■ **Data for this exercise**
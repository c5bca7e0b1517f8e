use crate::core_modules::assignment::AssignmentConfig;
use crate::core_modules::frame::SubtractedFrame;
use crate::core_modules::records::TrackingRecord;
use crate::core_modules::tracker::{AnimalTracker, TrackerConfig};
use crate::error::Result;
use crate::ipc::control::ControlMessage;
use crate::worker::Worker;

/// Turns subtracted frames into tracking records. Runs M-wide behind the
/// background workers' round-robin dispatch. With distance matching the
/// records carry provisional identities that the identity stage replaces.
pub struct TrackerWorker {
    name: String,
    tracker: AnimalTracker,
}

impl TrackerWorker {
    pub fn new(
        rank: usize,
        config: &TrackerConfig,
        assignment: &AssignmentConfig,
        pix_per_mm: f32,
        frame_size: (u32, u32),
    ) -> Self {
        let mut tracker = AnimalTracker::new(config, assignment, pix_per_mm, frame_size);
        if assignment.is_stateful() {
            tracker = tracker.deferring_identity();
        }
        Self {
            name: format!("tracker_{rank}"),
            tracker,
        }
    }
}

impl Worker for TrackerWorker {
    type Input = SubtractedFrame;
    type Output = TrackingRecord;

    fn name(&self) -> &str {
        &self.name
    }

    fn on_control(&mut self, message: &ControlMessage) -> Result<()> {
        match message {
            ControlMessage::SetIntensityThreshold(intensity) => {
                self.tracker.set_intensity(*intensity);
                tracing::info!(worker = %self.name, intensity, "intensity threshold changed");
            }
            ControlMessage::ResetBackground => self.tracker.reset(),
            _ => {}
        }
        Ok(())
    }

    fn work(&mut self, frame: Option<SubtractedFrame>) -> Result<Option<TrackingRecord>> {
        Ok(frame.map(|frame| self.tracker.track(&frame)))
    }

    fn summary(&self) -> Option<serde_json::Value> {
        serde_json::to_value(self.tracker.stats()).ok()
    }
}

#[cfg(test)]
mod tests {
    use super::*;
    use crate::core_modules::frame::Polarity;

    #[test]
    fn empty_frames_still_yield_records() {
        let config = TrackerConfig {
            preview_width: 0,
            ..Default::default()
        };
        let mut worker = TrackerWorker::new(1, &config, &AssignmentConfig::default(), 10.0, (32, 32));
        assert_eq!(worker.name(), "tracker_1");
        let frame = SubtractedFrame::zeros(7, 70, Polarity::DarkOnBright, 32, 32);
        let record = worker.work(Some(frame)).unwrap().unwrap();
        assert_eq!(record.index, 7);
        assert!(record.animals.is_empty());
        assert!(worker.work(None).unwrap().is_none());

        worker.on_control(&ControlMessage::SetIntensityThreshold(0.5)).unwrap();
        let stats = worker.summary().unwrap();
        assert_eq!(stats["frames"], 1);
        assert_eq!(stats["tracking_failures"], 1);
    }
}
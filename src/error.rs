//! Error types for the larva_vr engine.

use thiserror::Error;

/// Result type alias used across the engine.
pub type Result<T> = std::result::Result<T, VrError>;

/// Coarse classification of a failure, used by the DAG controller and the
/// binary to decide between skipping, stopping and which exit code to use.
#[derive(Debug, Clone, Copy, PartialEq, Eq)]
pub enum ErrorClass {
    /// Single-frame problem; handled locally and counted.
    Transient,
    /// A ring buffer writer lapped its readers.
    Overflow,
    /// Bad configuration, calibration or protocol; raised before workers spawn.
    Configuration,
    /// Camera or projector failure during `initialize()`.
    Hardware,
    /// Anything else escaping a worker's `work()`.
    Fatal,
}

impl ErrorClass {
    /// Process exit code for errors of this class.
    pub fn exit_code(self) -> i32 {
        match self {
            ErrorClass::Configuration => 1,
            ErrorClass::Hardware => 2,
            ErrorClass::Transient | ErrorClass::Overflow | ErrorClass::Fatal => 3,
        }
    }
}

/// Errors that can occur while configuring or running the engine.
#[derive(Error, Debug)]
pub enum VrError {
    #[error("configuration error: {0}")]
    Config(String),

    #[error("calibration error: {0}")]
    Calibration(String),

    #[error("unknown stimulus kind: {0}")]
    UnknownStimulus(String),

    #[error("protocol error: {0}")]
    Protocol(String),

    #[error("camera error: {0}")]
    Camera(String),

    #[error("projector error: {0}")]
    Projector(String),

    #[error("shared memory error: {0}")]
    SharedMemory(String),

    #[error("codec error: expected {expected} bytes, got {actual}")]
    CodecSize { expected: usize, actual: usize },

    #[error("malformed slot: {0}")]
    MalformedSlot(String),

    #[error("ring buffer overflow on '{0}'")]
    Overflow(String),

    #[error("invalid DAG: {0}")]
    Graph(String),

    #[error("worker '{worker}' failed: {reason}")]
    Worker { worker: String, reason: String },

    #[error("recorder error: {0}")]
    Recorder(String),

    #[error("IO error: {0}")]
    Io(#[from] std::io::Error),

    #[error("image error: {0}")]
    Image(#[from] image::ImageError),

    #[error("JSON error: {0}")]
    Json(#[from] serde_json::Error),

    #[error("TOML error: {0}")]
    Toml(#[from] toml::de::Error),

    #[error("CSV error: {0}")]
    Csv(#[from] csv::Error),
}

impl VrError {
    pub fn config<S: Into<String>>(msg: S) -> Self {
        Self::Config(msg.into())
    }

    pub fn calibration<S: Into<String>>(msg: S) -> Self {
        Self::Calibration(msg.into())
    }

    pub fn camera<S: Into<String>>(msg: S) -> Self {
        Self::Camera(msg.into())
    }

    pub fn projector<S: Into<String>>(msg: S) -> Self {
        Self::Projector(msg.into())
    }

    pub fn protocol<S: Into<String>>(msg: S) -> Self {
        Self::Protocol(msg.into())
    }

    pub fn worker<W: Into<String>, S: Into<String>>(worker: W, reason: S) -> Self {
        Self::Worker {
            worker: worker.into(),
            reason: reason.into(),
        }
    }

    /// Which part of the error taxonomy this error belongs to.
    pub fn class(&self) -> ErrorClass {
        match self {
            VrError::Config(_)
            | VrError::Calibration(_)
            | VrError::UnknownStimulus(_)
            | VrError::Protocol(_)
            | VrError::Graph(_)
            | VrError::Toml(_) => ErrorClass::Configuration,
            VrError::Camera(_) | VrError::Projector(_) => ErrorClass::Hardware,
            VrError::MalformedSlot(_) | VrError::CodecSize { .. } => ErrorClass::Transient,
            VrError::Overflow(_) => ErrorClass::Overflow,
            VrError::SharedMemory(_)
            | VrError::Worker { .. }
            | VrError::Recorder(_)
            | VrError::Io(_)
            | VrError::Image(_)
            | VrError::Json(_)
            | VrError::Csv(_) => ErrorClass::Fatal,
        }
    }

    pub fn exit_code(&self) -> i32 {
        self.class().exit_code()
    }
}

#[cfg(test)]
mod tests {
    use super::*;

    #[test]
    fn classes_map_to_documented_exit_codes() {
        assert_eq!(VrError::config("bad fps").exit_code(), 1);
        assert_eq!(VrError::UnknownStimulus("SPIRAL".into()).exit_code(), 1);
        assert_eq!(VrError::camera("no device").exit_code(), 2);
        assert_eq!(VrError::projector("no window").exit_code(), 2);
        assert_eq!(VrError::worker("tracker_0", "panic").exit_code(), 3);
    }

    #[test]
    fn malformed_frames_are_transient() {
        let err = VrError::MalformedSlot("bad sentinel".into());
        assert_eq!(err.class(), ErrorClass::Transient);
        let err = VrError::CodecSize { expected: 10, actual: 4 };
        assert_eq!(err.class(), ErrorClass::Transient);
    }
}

■ **Work instruction**
Set down the full listing. Keep every line exact.

■ **Expected answer**
repository c5bca7e0b1517f8e
use crate::core_modules::assignment::AssignmentConfig;
use crate::core_modules::frame::SubtractedFrame;
use crate::core_modules::records::TrackingRecord;
use crate::core_modules::tracker::{AnimalTracker, TrackerConfig};
use crate::error::Result;
use crate::ipc::control::ControlMessage;
use crate::worker::Worker;

/// Turns subtracted frames into tracking records. Runs M-wide behind the
/// background workers' round-robin dispatch. With distance matching the
/// records carry provisional identities that the identity stage replaces.
pub struct TrackerWorker {
    name: String,
    tracker: AnimalTracker,
}

impl TrackerWorker {
    pub fn new(
        rank: usize,
        config: &TrackerConfig,
        assignment: &AssignmentConfig,
        pix_per_mm: f32,
        frame_size: (u32, u32),
    ) -> Self {
        let mut tracker = AnimalTracker::new(config, assignment, pix_per_mm, frame_size);
        if assignment.is_stateful() {
            tracker = tracker.deferring_identity();
        }
        Self {
            name: format!("tracker_{rank}"),
            tracker,
        }
    }
}

impl Worker for TrackerWorker {
    type Input = SubtractedFrame;
    type Output = TrackingRecord;

    fn name(&self) -> &str {
        &self.name
    }

    fn on_control(&mut self, message: &ControlMessage) -> Result<()> {
        match message {
            ControlMessage::SetIntensityThreshold(intensity) => {
                self.tracker.set_intensity(*intensity);
                tracing::info!(worker = %self.name, intensity, "intensity threshold changed");
            }
            ControlMessage::ResetBackground => self.tracker.reset(),
            _ => {}
        }
        Ok(())
    }

    fn work(&mut self, frame: Option<SubtractedFrame>) -> Result<Option<TrackingRecord>> {
        Ok(frame.map(|frame| self.tracker.track(&frame)))
    }

    fn summary(&self) -> Option<serde_json::Value> {
        serde_json::to_value(self.tracker.stats()).ok()
    }
}

#[cfg(test)]
mod tests {
    use super::*;
    use crate::core_modules::frame::Polarity;

    #[test]
    fn empty_frames_still_yield_records() {
        let config = TrackerConfig {
            preview_width: 0,
            ..Default::default()
        };
        let mut worker = TrackerWorker::new(1, &config, &AssignmentConfig::default(), 10.0, (32, 32));
        assert_eq!(worker.name(), "tracker_1");
        let frame = SubtractedFrame::zeros(7, 70, Polarity::DarkOnBright, 32, 32);
        let record = worker.work(Some(frame)).unwrap().unwrap();
        assert_eq!(record.index, 7);
        assert!(record.animals.is_empty());
        assert!(worker.work(None).unwrap().is_none());

        worker.on_control(&ControlMessage::SetIntensityThreshold(0.5)).unwrap();
        let stats = worker.summary().unwrap();
        assert_eq!(stats["frames"], 1);
        assert_eq!(stats["tracking_failures"], 1);
    }
}
filename src/error.rs
//! Error types for the larva_vr engine.

use thiserror::Error;

/// Result type alias used across the engine.
pub type Result<T> = std::result::Result<T, VrError>;

/// Coarse classification of a failure, used by the DAG controller and the
/// binary to decide between skipping, stopping and which exit code to use.
#[derive(Debug, Clone, Copy, PartialEq, Eq)]
pub enum ErrorClass {
    /// Single-frame problem; handled locally and counted.
    Transient,
    /// A ring buffer writer lapped its readers.
    Overflow,
    /// Bad configuration, calibration or protocol; raised before workers spawn.
    Configuration,
    /// Camera or projector failure during `initialize()`.
    Hardware,
    /// Anything else escaping a worker's `work()`.
    Fatal,
}

impl ErrorClass {
    /// Process exit code for errors of this class.
    pub fn exit_code(self) -> i32 {
        match self {
            ErrorClass::Configuration => 1,
            ErrorClass::Hardware => 2,
            ErrorClass::Transient | ErrorClass::Overflow | ErrorClass::Fatal => 3,
        }
    }
}

/// Errors that can occur while configuring or running the engine.
#[derive(Error, Debug)]
pub enum VrError {
    #[error("configuration error: {0}")]
    Config(String),

    #[error("calibration error: {0}")]
    Calibration(String),

    #[error("unknown stimulus kind: {0}")]
    UnknownStimulus(String),

    #[error("protocol error: {0}")]
    Protocol(String),

    #[error("camera error: {0}")]
    Camera(String),

    #[error("projector error: {0}")]
    Projector(String),

    #[error("shared memory error: {0}")]
    SharedMemory(String),

    #[error("codec error: expected {expected} bytes, got {actual}")]
    CodecSize { expected: usize, actual: usize },

    #[error("malformed slot: {0}")]
    MalformedSlot(String),

    #[error("ring buffer overflow on '{0}'")]
    Overflow(String),

    #[error("invalid DAG: {0}")]
    Graph(String),

    #[error("worker '{worker}' failed: {reason}")]
    Worker { worker: String, reason: String },

    #[error("recorder error: {0}")]
    Recorder(String),

    #[error("IO error: {0}")]
    Io(#[from] std::io::Error),

    #[error("image error: {0}")]
    Image(#[from] image::ImageError),

    #[error("JSON error: {0}")]
    Json(#[from] serde_json::Error),

    #[error("TOML error: {0}")]
    Toml(#[from] toml::de::Error),

    #[error("CSV error: {0}")]
    Csv(#[from] csv::Error),
}

impl VrError {
    pub fn config<S: Into<String>>(msg: S) -> Self {
        Self::Config(msg.into())
    }

    pub fn calibration<S: Into<String>>(msg: S) -> Self {
        Self::Calibration(msg.into())
    }

    pub fn camera<S: Into<String>>(msg: S) -> Self {
        Self::Camera(msg.into())
    }

    pub fn projector<S: Into<String>>(msg: S) -> Self {
        Self::Projector(msg.into())
    }

    pub fn protocol<S: Into<String>>(msg: S) -> Self {
        Self::Protocol(msg.into())
    }

    pub fn worker<W: Into<String>, S: Into<String>>(worker: W, reason: S) -> Self {
        Self::Worker {
            worker: worker.into(),
            reason: reason.into(),
        }
    }

    /// Which part of the error taxonomy this error belongs to.
    pub fn class(&self) -> ErrorClass {
        match self {
            VrError::Config(_)
            | VrError::Calibration(_)
            | VrError::UnknownStimulus(_)
            | VrError::Protocol(_)
            | VrError::Graph(_)
            | VrError::Toml(_) => ErrorClass::Configuration,
            VrError::Camera(_) | VrError::Projector(_) => ErrorClass::Hardware,
            VrError::MalformedSlot(_) | VrError::CodecSize { .. } => ErrorClass::Transient,
            VrError::Overflow(_) => ErrorClass::Overflow,
            VrError::SharedMemory(_)
            | VrError::Worker { .. }
            | VrError::Recorder(_)
            | VrError::Io(_)
            | VrError::Image(_)
            | VrError::Json(_)
            | VrError::Csv(_) => ErrorClass::Fatal,
        }
    }

    pub fn exit_code(&self) -> i32 {
        self.class().exit_code()
    }
}

#[cfg(test)]
mod tests {
    use super::*;

    #[test]
    fn classes_map_to_documented_exit_codes() {
        assert_eq!(VrError::config("bad fps").exit_code(), 1);
        assert_eq!(VrError::UnknownStimulus("SPIRAL".into()).exit_code(), 1);
        assert_eq!(VrError::camera("no device").exit_code(), 2);
        assert_eq!(VrError::projector("no window").exit_code(), 2);
        assert_eq!(VrError::worker("tracker_0", "panic").exit_code(), 3);
    }

    #[test]
    fn malformed_frames_are_transient() {
        let err = VrError::MalformedSlot("bad sentinel".into());
        assert_eq!(err.class(), ErrorClass::Transient);
        let err = VrError::CodecSize { expected: 10, actual: 4 };
        assert_eq!(err.class(), ErrorClass::Transient);
    }
}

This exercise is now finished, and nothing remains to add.